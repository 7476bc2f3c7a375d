//! In-process message store.
//!
//! Same contract as the remote store: ids start at 1 and are never reused,
//! timestamps never go backwards, clear is atomic. Failures can be injected
//! per operation and every call is counted, which is what the sync and send
//! tests lean on.

use async_trait::async_trait;
use chrono::{DateTime, Utc};
use std::collections::HashMap;
use std::sync::{Mutex, MutexGuard};

use super::MessageStore;
use crate::types::{CreateMessageRequest, Message};
use crate::{Error, Operation, Result};

type Translator = Box<dyn Fn(&CreateMessageRequest) -> Option<String> + Send + Sync>;

/// In-memory message store.
pub struct MemoryStore {
    inner: Mutex<Inner>,
    translator: Option<Translator>,
}

#[derive(Default)]
struct Inner {
    messages: Vec<Message>,
    next_id: i64,
    last_timestamp: Option<DateTime<Utc>>,
    summary: Option<String>,
    failures: HashMap<Operation, u32>,
    calls: HashMap<Operation, u32>,
}

impl MemoryStore {
    /// Create an empty store.
    pub fn new() -> Self {
        Self {
            inner: Mutex::new(Inner {
                next_id: 1,
                ..Default::default()
            }),
            translator: None,
        }
    }

    /// Fill `translatedContent` synchronously with the given function.
    pub fn with_translator<F>(mut self, translator: F) -> Self
    where
        F: Fn(&CreateMessageRequest) -> Option<String> + Send + Sync + 'static,
    {
        self.translator = Some(Box::new(translator));
        self
    }

    /// Text returned by `generate_summary`.
    pub fn with_summary(self, summary: impl Into<String>) -> Self {
        self.lock().summary = Some(summary.into());
        self
    }

    /// Make the next `count` calls of `operation` fail with a 500.
    pub fn fail_next(&self, operation: Operation, count: u32) {
        *self.lock().failures.entry(operation).or_insert(0) += count;
    }

    /// Number of times `operation` has been called, failed calls included.
    pub fn calls(&self, operation: Operation) -> u32 {
        self.lock().calls.get(&operation).copied().unwrap_or(0)
    }

    /// Current log contents.
    pub fn messages(&self) -> Vec<Message> {
        self.lock().messages.clone()
    }

    /// Fill in a translation after the fact, as the remote store does asynchronously.
    pub fn complete_translation(&self, id: i64, translated: impl Into<String>) -> bool {
        let mut inner = self.lock();
        match inner.messages.iter_mut().find(|m| m.id == id) {
            Some(message) => {
                message.translated_content = Some(translated.into());
                true
            }
            None => false,
        }
    }

    fn lock(&self) -> MutexGuard<'_, Inner> {
        // Poisoned state is still plain data
        self.inner.lock().unwrap_or_else(|poisoned| poisoned.into_inner())
    }

    /// Count the call and consume one injected failure, if any.
    fn begin(&self, operation: Operation) -> Result<MutexGuard<'_, Inner>> {
        let mut inner = self.lock();
        *inner.calls.entry(operation).or_insert(0) += 1;

        if let Some(remaining) = inner.failures.get_mut(&operation) {
            if *remaining > 0 {
                *remaining -= 1;
                return Err(Error::Status {
                    operation,
                    status: 500,
                    message: operation.fallback_message().to_string(),
                });
            }
        }
        Ok(inner)
    }
}

impl Default for MemoryStore {
    fn default() -> Self {
        Self::new()
    }
}

impl std::fmt::Debug for MemoryStore {
    fn fmt(&self, f: &mut std::fmt::Formatter<'_>) -> std::fmt::Result {
        let inner = self.lock();
        f.debug_struct("MemoryStore")
            .field("messages", &inner.messages.len())
            .field("next_id", &inner.next_id)
            .finish()
    }
}

#[async_trait]
impl MessageStore for MemoryStore {
    async fn list_messages(&self) -> Result<Vec<Message>> {
        let inner = self.begin(Operation::ListMessages)?;
        Ok(inner.messages.clone())
    }

    async fn create_message(&self, request: &CreateMessageRequest) -> Result<Message> {
        let translated = self.translator.as_ref().and_then(|t| t(request));
        let mut inner = self.begin(Operation::SendMessage)?;

        let now = Utc::now();
        let timestamp = match inner.last_timestamp {
            Some(last) if last > now => last,
            _ => now,
        };

        let message = Message {
            id: inner.next_id,
            role: request.role,
            content: request.content.clone(),
            translated_content: translated,
            original_language: request.original_language.clone(),
            target_language: request.target_language.clone(),
            timestamp,
        };

        inner.next_id += 1;
        inner.last_timestamp = Some(timestamp);
        inner.messages.push(message.clone());
        Ok(message)
    }

    async fn clear_messages(&self) -> Result<()> {
        let mut inner = self.begin(Operation::ClearMessages)?;
        inner.messages.clear();
        Ok(())
    }

    async fn generate_summary(&self) -> Result<String> {
        let inner = self.begin(Operation::GenerateSummary)?;
        inner.summary.clone().ok_or_else(|| Error::Status {
            operation: Operation::GenerateSummary,
            status: 503,
            message: "Summary service is not configured".to_string(),
        })
    }
}
//! Remote message store seam
//!
//! The store is the only shared mutable resource between clients. Everything
//! above this module talks to it through [`MessageStore`].

pub mod client;
pub mod memory;

#[cfg(test)]
pub(crate) mod testing;

pub use client::StoreClient;
pub use memory::MemoryStore;

use async_trait::async_trait;

use crate::types::{CreateMessageRequest, Message};
use crate::Result;

/// Authoritative, append-only message log.
#[async_trait]
pub trait MessageStore: Send + Sync {
    /// Full history in insertion order
    async fn list_messages(&self) -> Result<Vec<Message>>;

    /// Append a message; the store assigns `id` and `timestamp`
    async fn create_message(&self, request: &CreateMessageRequest) -> Result<Message>;

    /// Remove every message at once
    async fn clear_messages(&self) -> Result<()>;

    /// Synthesized summary of the whole conversation
    async fn generate_summary(&self) -> Result<String>;
}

- **BRIEF**
Reply with one number only: how many lines of the listing hold "Option"?

- **TASK RESPONSE**
5